Startled, Nick whirled around quickly, banging his head on the wall. Of course, there was nobody there. The bathroom lock was secure, and it wasn’t as if anyone could be in there without him knowing. Maybe it was someone talking loudly outside. He rubbed his head, and reached for the door latch.

The voice returned, slow and sly. “In the mirror, Nicholas.”

Nick froze. There was no mistaking the proximity of the voice. Still, if nothing else Nick was great at denial. He closed his hand upon the door latch and twisted it to open. He heard it give with a soft snick.

And then he heard it re-lock itself with a not-quite-so-soft return snick.

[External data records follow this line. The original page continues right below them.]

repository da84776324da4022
//! Cache module for holding API responses in memory
//!
//! Responses are keyed by request URL and kept as raw bytes. A background reaper
//! owned by each cache removes entries once they reach the configured interval,
//! so reads stay a single map lookup with no age check.

mod reaper;
mod store;

pub use store::{Cache, CacheError};
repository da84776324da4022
//! Command-line interface parsing for the Pokedex CLI
//!
//! This module handles parsing of CLI arguments using clap. Every flag can also
//! be set from the environment.

use clap::{ArgAction, Parser};
use std::time::Duration;
use thiserror::Error;

use crate::data::POKEAPI_BASE_URL;

/// Default cache interval in seconds
pub const DEFAULT_CACHE_INTERVAL_SECS: u64 = 10;

/// Longest accepted cache interval in seconds (one year)
pub const MAX_CACHE_INTERVAL_SECS: u64 = 365 * 24 * 60 * 60;

/// Error types for CLI argument validation
#[derive(Debug, Error)]
pub enum CliError {
    /// The cache interval must be between one second and one year
    #[error(
        "Invalid cache interval: {0}s. The interval must be between 1 and {max} seconds",
        max = MAX_CACHE_INTERVAL_SECS
    )]
    InvalidCacheInterval(u64),
}

/// Pokedex CLI - explore the Pokemon world from your terminal
#[derive(Parser, Debug)]
#[command(name = "pokedex")]
#[command(about = "Interactive Pokedex backed by PokeAPI")]
#[command(version)]
pub struct Cli {
    /// Seconds an API response stays cached before it is reaped
    #[arg(
        long,
        value_name = "SECONDS",
        env = "POKEDEX_CACHE_INTERVAL",
        default_value_t = DEFAULT_CACHE_INTERVAL_SECS
    )]
    pub cache_interval: u64,

    /// Base URL of the PokeAPI server
    #[arg(long, value_name = "URL", env = "POKEDEX_API_URL", default_value = POKEAPI_BASE_URL)]
    pub api_url: String,

    /// Increase log verbosity (-v info, -vv debug, -vvv trace). RUST_LOG overrides this.
    #[arg(short, long, action = ArgAction::Count)]
    pub verbose: u8,
}

/// Configuration derived from CLI arguments for application startup
#[derive(Debug, Clone, PartialEq, Eq)]
pub struct StartupConfig {
    /// Cache expiry and sweep interval
    pub cache_interval: Duration,
    /// PokeAPI base URL
    pub api_url: String,
    /// Log filter used when RUST_LOG is unset
    pub log_filter: &'static str,
}

impl StartupConfig {
    /// Creates a StartupConfig from parsed CLI arguments.
    ///
    /// # Returns
    /// * `Ok(StartupConfig)` with validated settings
    /// * `Err(CliError)` if the cache interval is zero or longer than a year
    pub fn from_cli(cli: &Cli) -> Result<Self, CliError> {
        if !(1..=MAX_CACHE_INTERVAL_SECS).contains(&cli.cache_interval) {
            return Err(CliError::InvalidCacheInterval(cli.cache_interval));
        }

        Ok(StartupConfig {
            cache_interval: Duration::from_secs(cli.cache_interval),
            api_url: cli.api_url.clone(),
            log_filter: log_filter(cli.verbose),
        })
    }
}

/// Maps a `-v` count to a log filter
pub fn log_filter(verbose: u8) -> &'static str {
    match verbose {
        0 => "warn",
        1 => "info",
        2 => "debug",
        _ => "trace",
    }
}
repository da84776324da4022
//! REPL commands
//!
//! Each command is a value implementing [`Command`]. A [`CommandRegistry`] is built
//! once at startup and handed to the REPL, which looks commands up by the first
//! word of each input line.

mod explore;
mod general;
mod map;
mod pokemon;

pub use explore::ExploreCommand;
pub use general::{ExitCommand, HelpCommand};
pub use map::{MapBackCommand, MapCommand};
pub use pokemon::{CatchCommand, InspectCommand, PokedexCommand};

use async_trait::async_trait;
use std::io::Write;
use thiserror::Error;

use crate::app::App;
use crate::data::ApiError;

/// Errors a command can report back to the REPL
#[derive(Debug, Error)]
pub enum CommandError {
    /// No command is registered under this name
    #[error("Unknown command: {0}")]
    UnknownCommand(String),

    /// A required argument was not given
    #[error("Missing argument. Usage: {usage}")]
    MissingArgument { usage: &'static str },

    /// Fetching from the API failed
    #[error(transparent)]
    Api(#[from] ApiError),

    /// Writing to the output failed
    #[error("Failed to write output: {0}")]
    Io(#[from] std::io::Error),
}

/// What the REPL should do after a command
#[derive(Debug, Clone, Copy, PartialEq, Eq)]
pub enum Flow {
    Continue,
    Exit,
}

/// Everything a command may touch while it runs
pub struct CommandContext<'a> {
    /// Words after the command name
    pub args: &'a [String],
    /// Session state
    pub app: &'a mut App,
    /// The registry the command was dispatched from
    pub registry: &'a CommandRegistry,
    /// Where user-facing output goes
    pub out: &'a mut (dyn Write + Send),
}

impl<'a> CommandContext<'a> {
    /// The first argument, if any. Further arguments are ignored.
    pub fn arg(&self) -> Option<&'a str> {
        self.args.first().map(String::as_str)
    }

    /// The first argument, or a `MissingArgument` error carrying `usage`
    pub fn required_arg(&self, usage: &'static str) -> Result<&'a str, CommandError> {
        self.arg().ok_or(CommandError::MissingArgument { usage })
    }
}

/// A REPL command
#[async_trait]
pub trait Command: Send + Sync {
    /// The word that invokes the command
    fn name(&self) -> &'static str;

    /// One-line description shown by `help`
    fn description(&self) -> &'static str;

    /// How to invoke the command, reported when a required argument is missing
    fn usage(&self) -> &'static str {
        self.name()
    }

    /// Runs the command
    async fn execute(&self, ctx: &mut CommandContext<'_>) -> Result<Flow, CommandError>;
}

/// Commands available to the REPL, in registration order
#[derive(Default)]
pub struct CommandRegistry {
    commands: Vec<Box<dyn Command>>,
}

impl CommandRegistry {
    /// Creates an empty registry
    pub fn new() -> Self {
        Self::default()
    }

    /// Creates a registry holding every built-in command
    pub fn with_defaults() -> Self {
        let mut registry = Self::new();
        registry.register(HelpCommand);
        registry.register(ExitCommand);
        registry.register(MapCommand);
        registry.register(MapBackCommand);
        registry.register(ExploreCommand);
        registry.register(CatchCommand);
        registry.register(InspectCommand);
        registry.register(PokedexCommand);
        registry
    }

    /// Adds a command, replacing any command already registered under its name
    pub fn register(&mut self, command: impl Command + 'static) {
        let command: Box<dyn Command> = Box::new(command);
        match self.commands.iter_mut().find(|c| c.name() == command.name()) {
            Some(existing) => *existing = command,
            None => self.commands.push(command),
        }
    }

    /// Looks up a command by exact name
    pub fn get(&self, name: &str) -> Option<&dyn Command> {
        self.commands
            .iter()
            .find(|c| c.name() == name)
            .map(|c| c.as_ref())
    }

    /// Registered commands in registration order
    pub fn iter(&self) -> impl Iterator<Item = &dyn Command> {
        self.commands.iter().map(|c| c.as_ref())
    }

    pub fn len(&self) -> usize {
        self.commands.len()
    }

    pub fn is_empty(&self) -> bool {
        self.commands.is_empty()
    }

    /// Runs the command named by `words[0]` with the remaining words as arguments
    ///
    /// # Returns
    /// * `Ok(Flow)` - What the REPL should do next
    /// * `Err(CommandError::UnknownCommand)` - If no command has that name
    /// * `Err(CommandError)` - Any error reported by the command itself
    pub async fn dispatch(
        &self,
        app: &mut App,
        words: &[String],
        out: &mut (dyn Write + Send),
    ) -> Result<Flow, CommandError> {
        let Some((name, args)) = words.split_first() else {
            return Ok(Flow::Continue);
        };
        let command = self
            .get(name)
            .ok_or_else(|| CommandError::UnknownCommand(name.clone()))?;

        tracing::debug!(command = name.as_str(), ?args, "dispatching");
        let mut ctx = CommandContext {
            args,
            app,
            registry: self,
            out,
        };
        command.execute(&mut ctx).await
    }
}

#[cfg(test)]
pub(crate) mod testing {
    //! Helpers for driving commands without a network

    use super::*;
    use crate::cache::Cache;
    use crate::data::PokeApiClient;
    use rand::rngs::StdRng;
    use rand::SeedableRng;
    use std::time::Duration;

    /// Base URL nothing listens on; tests must serve every request from the cache
    pub const OFFLINE_BASE_URL: &str = "http://127.0.0.1:1/api/v2";

    pub fn offline_app() -> App {
        let cache = Cache::new(Duration::from_secs(60)).expect("Failed to create cache");
        let client = PokeApiClient::with_base_url(cache, OFFLINE_BASE_URL);
        App::with_rng(client, StdRng::seed_from_u64(42))
    }

    /// Splits `line` into words and dispatches it, returning the flow and the output
    pub async fn run_line(
        registry: &CommandRegistry,
        app: &mut App,
        line: &str,
    ) -> (Result<Flow, CommandError>, String) {
        let words = crate::repl::clean_input(line);
        let mut out = Vec::new();
        let result = registry.dispatch(app, &words, &mut out).await;
        (result, String::from_utf8(out).expect("output should be UTF-8"))
    }

    pub fn pokemon_json(name: &str, base_experience: u32) -> String {
        serde_json::json!({
            "name": name,
            "base_experience": base_experience,
            "height": 3,
            "weight": 18,
            "stats": [
                {"base_stat": 40, "stat": {"name": "hp", "url": ""}},
                {"base_stat": 45, "stat": {"name": "attack", "url": ""}}
            ],
            "types": [{"slot": 1, "type": {"name": "normal", "url": ""}}]
        })
        .to_string()
    }
}
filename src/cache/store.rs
//! In-memory response store with time-based expiry
//!
//! Provides a `Cache` that maps request URLs to raw response bodies. Entries are
//! stamped when inserted and removed by a background reaper once they are at least
//! one interval old. Reads never check age: an entry that has expired but has not
//! been swept yet is still a hit.

use bytes::Bytes;
use parking_lot::Mutex;
use std::collections::HashMap;
use std::sync::Arc;
use std::time::Duration;
use thiserror::Error;
use tokio::runtime::Handle;
use tokio::task::JoinHandle;
use tokio::time::Instant;
use tokio_util::sync::CancellationToken;

use super::reaper;

/// Errors that can occur when constructing a cache
#[derive(Debug, Error)]
pub enum CacheError {
    /// The interval must be positive and small enough to schedule a sweep
    #[error("Cache interval must be positive and finite, got {0:?}")]
    InvalidInterval(Duration),

    /// The reaper needs a Tokio runtime to run on
    #[error("Cache must be created inside a Tokio runtime")]
    NoRuntime,
}

/// A single cached response body
#[derive(Debug, Clone)]
pub(crate) struct CacheEntry {
    /// When the entry was inserted
    pub(crate) created_at: Instant,
    /// The raw response body
    pub(crate) value: Bytes,
}

/// Map shared between a cache handle and its reaper
pub(crate) type SharedEntries = Arc<Mutex<HashMap<String, CacheEntry>>>;

/// Thread-safe key/value store whose entries expire after a fixed interval
///
/// The interval is both the maximum age of an entry and the period between
/// sweeps, so an entry is gone at most two intervals after it was added.
/// Dropping the cache (or calling [`Cache::shutdown`]) stops the reaper.
#[derive(Debug)]
pub struct Cache {
    entries: SharedEntries,
    interval: Duration,
    shutdown: CancellationToken,
    reaper: Option<JoinHandle<()>>,
}

impl Cache {
    /// Creates a new cache and starts its reaper on the current Tokio runtime
    ///
    /// # Arguments
    /// * `interval` - Maximum entry age and sweep period
    ///
    /// # Returns
    /// * `Ok(Cache)` with a running reaper
    /// * `Err(CacheError::InvalidInterval)` if `interval` is zero or too large
    ///   for the clock to schedule the first sweep
    /// * `Err(CacheError::NoRuntime)` if called outside a Tokio runtime
    pub fn new(interval: Duration) -> Result<Self, CacheError> {
        if interval.is_zero() {
            return Err(CacheError::InvalidInterval(interval));
        }
        let runtime = Handle::try_current().map_err(|_| CacheError::NoRuntime)?;
        let first_sweep = Instant::now()
            .checked_add(interval)
            .ok_or(CacheError::InvalidInterval(interval))?;

        let entries: SharedEntries = Arc::new(Mutex::new(HashMap::new()));
        let shutdown = CancellationToken::new();

        let reaper = runtime.spawn(reaper::run(
            Arc::clone(&entries),
            interval,
            first_sweep,
            shutdown.clone(),
        ));

        tracing::debug!(interval_ms = interval.as_millis() as u64, "cache created");

        Ok(Self {
            entries,
            interval,
            shutdown,
            reaper: Some(reaper),
        })
    }

    /// Inserts or replaces the entry for `key`, stamped with the current time
    pub fn add(&self, key: impl Into<String>, value: impl Into<Bytes>) {
        let entry = CacheEntry {
            created_at: Instant::now(),
            value: value.into(),
        };
        self.entries.lock().insert(key.into(), entry);
    }

    /// Returns the value stored for `key`, if it has not been reaped yet
    pub fn get(&self, key: &str) -> Option<Bytes> {
        self.entries.lock().get(key).map(|entry| entry.value.clone())
    }

    /// Number of entries currently held, including expired ones awaiting a sweep
    pub fn len(&self) -> usize {
        self.entries.lock().len()
    }

    /// Whether the cache holds no entries
    pub fn is_empty(&self) -> bool {
        self.entries.lock().is_empty()
    }

    /// The configured expiry interval
    pub fn interval(&self) -> Duration {
        self.interval
    }

    /// Stops the reaper and waits for it to finish
    pub async fn shutdown(mut self) {
        self.shutdown.cancel();
        if let Some(reaper) = self.reaper.take() {
            if let Err(e) = reaper.await {
                tracing::warn!(error = %e, "cache reaper ended abnormally");
            }
        }
    }
}

impl Drop for Cache {
    fn drop(&mut self) {
        self.shutdown.cancel();
    }
}
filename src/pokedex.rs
//! Caught pokemon collection and catch rules

use rand::Rng;
use std::collections::BTreeMap;

use crate::data::Pokemon;

/// Exclusive upper bound of a catch roll; rolls fall in `1..CATCH_ROLL_MAX`
pub const CATCH_ROLL_MAX: u32 = 170;

/// Rolls a catch attempt
pub fn roll_catch<R: Rng>(rng: &mut R) -> u32 {
    rng.gen_range(1..CATCH_ROLL_MAX)
}

/// Whether `roll` is enough to catch a pokemon with the given base experience
///
/// The threshold is half the base experience, so stronger pokemon escape more
/// often and anything at 340 or above can never be caught.
pub fn catch_succeeds(base_experience: Option<u32>, roll: u32) -> bool {
    roll >= base_experience.unwrap_or(0) / 2
}

/// Pokemon the user has caught this session, keyed by name
#[derive(Debug, Clone, Default)]
pub struct Pokedex {
    caught: BTreeMap<String, Pokemon>,
}

impl Pokedex {
    pub fn new() -> Self {
        Self::default()
    }

    /// Records a caught pokemon, replacing an earlier catch of the same name
    pub fn add(&mut self, pokemon: Pokemon) {
        self.caught.insert(pokemon.name.clone(), pokemon);
    }

    pub fn get(&self, name: &str) -> Option<&Pokemon> {
        self.caught.get(name)
    }

    pub fn contains(&self, name: &str) -> bool {
        self.caught.contains_key(name)
    }

    pub fn len(&self) -> usize {
        self.caught.len()
    }

    pub fn is_empty(&self) -> bool {
        self.caught.is_empty()
    }

    /// Caught pokemon in name order
    pub fn iter(&self) -> impl Iterator<Item = &Pokemon> {
        self.caught.values()
    }
}
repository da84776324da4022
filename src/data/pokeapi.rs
//! PokeAPI client
//!
//! This module fetches resources from PokeAPI and decodes them into our data
//! structures. Every request goes through the response cache first: a hit skips
//! the network entirely, and a successful response is stored under its URL.

use bytes::Bytes;
use reqwest::{Client, StatusCode};
use serde::de::DeserializeOwned;
use thiserror::Error;

use super::{LocationArea, LocationAreaPage, Pokemon};
use crate::cache::Cache;

/// Base URL for PokeAPI v2
pub const POKEAPI_BASE_URL: &str = "https://pokeapi.co/api/v2";

/// Errors that can occur when fetching from PokeAPI
#[derive(Debug, Error)]
pub enum ApiError {
    /// HTTP request failed
    #[error("HTTP request failed: {0}")]
    RequestFailed(#[from] reqwest::Error),

    /// The resource does not exist
    #[error("Not found: {url}")]
    NotFound { url: String },

    /// The server answered with a non-success status
    #[error("HTTP {status} for {url}")]
    Status { status: StatusCode, url: String },

    /// Failed to parse JSON response
    #[error("Failed to parse JSON response: {0}")]
    Parse(#[from] serde_json::Error),
}

/// Client for PokeAPI that consults a response cache before the network
#[derive(Debug)]
pub struct PokeApiClient {
    http_client: Client,
    base_url: String,
    cache: Cache,
}

impl PokeApiClient {
    /// Creates a client against the public PokeAPI
    pub fn new(cache: Cache) -> Self {
        Self::with_base_url(cache, POKEAPI_BASE_URL)
    }

    /// Creates a client against a custom base URL (mirrors, mock servers)
    pub fn with_base_url(cache: Cache, base_url: impl Into<String>) -> Self {
        let base_url = base_url.into().trim_end_matches('/').to_string();
        Self {
            http_client: Client::new(),
            base_url,
            cache,
        }
    }

    /// The response cache backing this client
    pub fn cache(&self) -> &Cache {
        &self.cache
    }

    /// Consumes the client, returning its cache
    pub fn into_cache(self) -> Cache {
        self.cache
    }

    /// URL of the first location-area page
    pub fn location_areas_url(&self) -> String {
        format!("{}/location-area/", self.base_url)
    }

    /// URL of a single location area
    pub fn location_area_url(&self, name: &str) -> String {
        format!("{}/location-area/{}", self.base_url, name)
    }

    /// URL of a single pokemon
    pub fn pokemon_url(&self, name: &str) -> String {
        format!("{}/pokemon/{}", self.base_url, name)
    }

    /// Fetches the raw body at `url`, from the cache when possible
    ///
    /// # Returns
    /// * `Ok(Bytes)` - The cached or freshly fetched body
    /// * `Err(ApiError)` - If the request fails or the status is not a success.
    ///   Failed responses are never cached.
    pub async fn fetch(&self, url: &str) -> Result<Bytes, ApiError> {
        if let Some(body) = self.cache.get(url) {
            tracing::debug!(url, "using cached data");
            return Ok(body);
        }

        tracing::debug!(url, "cache miss, requesting");
        let response = self.http_client.get(url).send().await?;
        let status = response.status();

        if status == StatusCode::NOT_FOUND {
            return Err(ApiError::NotFound {
                url: url.to_string(),
            });
        }
        if !status.is_success() {
            tracing::warn!(url, %status, "request failed");
            return Err(ApiError::Status {
                status,
                url: url.to_string(),
            });
        }

        let body = response.bytes().await?;
        self.cache.add(url, body.clone());
        Ok(body)
    }

    async fn fetch_json<T: DeserializeOwned>(&self, url: &str) -> Result<T, ApiError> {
        let body = self.fetch(url).await?;
        Ok(serde_json::from_slice(&body)?)
    }

    /// Fetches a page of location areas
    ///
    /// # Arguments
    /// * `page_url` - A `next`/`previous` link from an earlier page, or `None` for the first page
    pub async fn list_location_areas(
        &self,
        page_url: Option<&str>,
    ) -> Result<LocationAreaPage, ApiError> {
        let url = match page_url {
            Some(url) => url.to_string(),
            None => self.location_areas_url(),
        };
        self.fetch_json(&url).await
    }

    /// Fetches a single location area by name
    pub async fn get_location_area(&self, name: &str) -> Result<LocationArea, ApiError> {
        self.fetch_json(&self.location_area_url(name)).await
    }

    /// Fetches a single pokemon by name
    pub async fn get_pokemon(&self, name: &str) -> Result<Pokemon, ApiError> {
        self.fetch_json(&self.pokemon_url(name)).await
    }
}
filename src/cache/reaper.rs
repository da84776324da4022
//! Background sweep that removes expired cache entries

use parking_lot::Mutex;
use std::collections::HashMap;
use std::time::Duration;
use tokio::time::{Instant, MissedTickBehavior};
use tokio_util::sync::CancellationToken;

use super::store::{CacheEntry, SharedEntries};

/// Runs sweeps every `interval`, starting at `first_sweep`, until `shutdown` is cancelled
pub(crate) async fn run(
    entries: SharedEntries,
    interval: Duration,
    first_sweep: Instant,
    shutdown: CancellationToken,
) {
    let mut ticker = tokio::time::interval_at(first_sweep, interval);
    ticker.set_missed_tick_behavior(MissedTickBehavior::Delay);

    loop {
        tokio::select! {
            _ = shutdown.cancelled() => {
                tracing::debug!("cache reaper stopped");
                break;
            }
            now = ticker.tick() => {
                let removed = reap(&entries, interval, now);
                if removed > 0 {
                    tracing::debug!(removed, "reaped expired cache entries");
                }
            }
        }
    }
}

/// Removes every entry at least `interval` old as of `now`, returning how many were removed
pub(crate) fn reap(
    entries: &Mutex<HashMap<String, CacheEntry>>,
    interval: Duration,
    now: Instant,
) -> usize {
    let mut entries = entries.lock();
    let before = entries.len();
    entries.retain(|_, entry| now.saturating_duration_since(entry.created_at) < interval);
    before - entries.len()
}
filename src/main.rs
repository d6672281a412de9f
/*
 * Responsibility
 * - tokio runtime 起動
 * - app::run() の呼び出し（ロジックは置かない）
 */
use anyhow::Result;

mod api;
mod app;
mod config;
mod error;
mod middleware;
mod repos;
mod services;
mod state;

#[tokio::main]
async fn main() -> Result<()> {
    app::run().await
}
/*
 * Responsibility
 * - 環境変数や設定の読み込み (PORT, DATABASE_URL, CORS 許可、Auth/Policy/Log 設定など)
 * - 設定値のバリデーション (不足なら起動失敗)
 */
use std::fmt;
use std::net::SocketAddr;
use std::path::PathBuf;

use secrecy::SecretString;

use crate::services::auth::Realm;

pub const DEFAULT_LOG_FILTER: &str = "info,tower_http=info";
const DEFAULT_POLICY_FILE: &str = "config/policy.json";

#[derive(Debug, Clone, Copy, PartialEq, Eq)]
pub enum AppEnv {
    Development,
    Production,
}

impl AppEnv {
    fn parse(raw: Option<&str>) -> Self {
        match raw.unwrap_or("development").to_ascii_lowercase().as_str() {
            "production" | "prod" => Self::Production,
            _ => Self::Development,
        }
    }

    pub fn is_production(&self) -> bool {
        matches!(self, Self::Production)
    }
}

#[derive(Debug, PartialEq, Eq)]
pub enum ConfigError {
    Missing(&'static str),
    Invalid(&'static str),
}

impl fmt::Display for ConfigError {
    fn fmt(&self, f: &mut fmt::Formatter<'_>) -> fmt::Result {
        match self {
            ConfigError::Missing(key) => write!(f, "missing configuration: {}", key),
            ConfigError::Invalid(key) => write!(f, "invalid configuration: {}", key),
        }
    }
}

impl std::error::Error for ConfigError {}

#[derive(Debug)]
pub struct Config {
    pub addr: SocketAddr,
    /// Postgres connection string; carries the password.
    pub database_url: SecretString,

    pub app_env: AppEnv,
    pub cors_allowed_origins: Vec<String>,

    /// `None` means the default realm.
    pub auth_realm: Option<Realm>,
    pub auth_issuer: String,
    pub auth_audience: String,
    pub auth_jwt_secret: SecretString,
    pub access_token_leeway_seconds: u64,

    pub policy_file: PathBuf,
    pub log_filter: String,
}

impl Config {
    pub fn from_env() -> Result<Self, ConfigError> {
        dotenvy::dotenv().ok();
        Self::from_lookup(|key| std::env::var(key).ok())
    }

    /// Build from any key → value source (the process env in production, a map in tests).
    pub fn from_lookup(lookup: impl Fn(&str) -> Option<String>) -> Result<Self, ConfigError> {
        let non_empty = |key: &str| lookup(key).filter(|v| !v.trim().is_empty());
        let required = |key: &'static str| non_empty(key).ok_or(ConfigError::Missing(key));

        let port: u16 = match non_empty("PORT") {
            Some(raw) => raw.trim().parse().map_err(|_| ConfigError::Invalid("PORT"))?,
            None => 3000,
        };
        let addr = SocketAddr::from(([0, 0, 0, 0], port));

        let database_url = SecretString::from(required("DATABASE_URL")?);

        let app_env = AppEnv::parse(non_empty("APP_ENV").as_deref());

        let cors_allowed_origins = non_empty("CORS_ALLOWED_ORIGINS")
            .unwrap_or_default()
            .split(',')
            .map(|s| s.trim().to_string())
            .filter(|s| !s.is_empty())
            .collect::<Vec<_>>();

        let auth_realm = non_empty("AUTH_REALM").map(|r| Realm::new(r.trim()));
        let auth_issuer = required("AUTH_ISSUER")?;
        let auth_audience = required("AUTH_AUDIENCE")?;
        let auth_jwt_secret = SecretString::from(required("AUTH_JWT_SECRET")?);

        let access_token_leeway_seconds = match non_empty("ACCESS_TOKEN_LEEWAY_SECONDS") {
            Some(raw) => raw
                .trim()
                .parse::<u64>()
                .map_err(|_| ConfigError::Invalid("ACCESS_TOKEN_LEEWAY_SECONDS"))?,
            None => 60,
        };

        let policy_file = PathBuf::from(
            non_empty("POLICY_FILE").unwrap_or_else(|| DEFAULT_POLICY_FILE.to_string()),
        );

        // RUST_LOG wins so the usual `RUST_LOG=debug cargo run` keeps working.
        let log_filter = non_empty("RUST_LOG")
            .or_else(|| non_empty("LOG_FILTER"))
            .unwrap_or_else(|| DEFAULT_LOG_FILTER.to_string());

        Ok(Self {
            addr,
            database_url,
            app_env,
            cors_allowed_origins,
            auth_realm,
            auth_issuer,
            auth_audience,
            auth_jwt_secret,
            access_token_leeway_seconds,
            policy_file,
            log_filter,
        })
    }
}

Nick stared down at the LOCKED sign, and blinked hard several times.

“Not going so soon? You’ll stay and talk awhile, won’t you? Yes, of course you will.” A chuckle. “Well, turn around and let me get a good look at you.”

Nick shut his eyes obstinately, and whispered, “Goddamn it, I hate flying.”

The voice went soothing. “Yes, yes, I know. Airplanes are so crude, it’s no wonder.” Then, “But Nicholas, you still haven’t said a proper hello. You wouldn’t want to make me think you’re rude, surely.”

Nick turned to face the mirror. His eyes bulged. Or at least, he felt them bulge, rather than seeing them do so, because instead of his own face, he saw someone else’s face in the mirror. The someone was impeccably dapper (if, Nick thought, a bit fay) with a regal nose and the slightest bit of a cleft in his chin. As Nick stared, an arch smile brightened the stranger’s face.

“Ah, there we go.” The sharp green eyes appraised Nick. Then, he snuffed with satisfaction. “I see we’ve finally bred that nasty old Flaherty nose out of you. No doubt it was your lovely mother’s influence.”

“You know my mother?” Nick asked dumbly.

The sly voice came back. “Well, not in the biblical sense.” The man chortled, and raised one delicate hand up to his chin wistfully. “Quite a beauty!” He waved his hand to bat away his reverie. “Ah well! It’s you I’m here to see, Nicholas!”

Nick rubbed hard at his face, a mounting hysteria threatening to overwhelm him. Was he crazy? Was he having some kind of hallucinogenic episode? Feeling a bit woozy, he fell back against the door.

“Relax, my boy! You’re not crazy!”

“That’s not really comforting coming from a – from a – ” Nick stabbed at the air towards the mirror.

“I am the Devil, Nicholas.”

Nick’s mouth slackened. He opened and shut it several times, then covered his face again. “Oh my god, this isn’t happening!”

The voice continued on, oblivious to Nick’s consternation. “I’ve come to collect on an old bet.”

Nick yanked his hands away from his face. “Wait a minute, here! I never made any bet with you!”

The Devil simpered. “Well, of course you didn’t, Nicholas. You’re the prize.”

“Prize?!” Nick squeaked. “That’s not how it works! I didn’t sign anything, I didn’t get any pot of gold! You don’t have any right to my soul!”

The Devil beamed. “How quaint your ideas are, my boy. All the same…”

“No!” Nick said, asserting himself. “Prove it! Prove that you own me!”

The Devil gave him a mock bow. A tattered, dirt-stained piece of paper fluttered down from the mirror. Nick snatched it and began reading it aloud. “‘I, Dougal Flaherty, agree to give the Devil my first born great, great grandson (if I ever have one) in return for a sturdy donkey and a case of whiskey’.”

Nick gaped, and shook the document in disbelief at the Devil. “You’re telling me my great great grandfather whored me out to the Devil for a donkey and some whiskey?!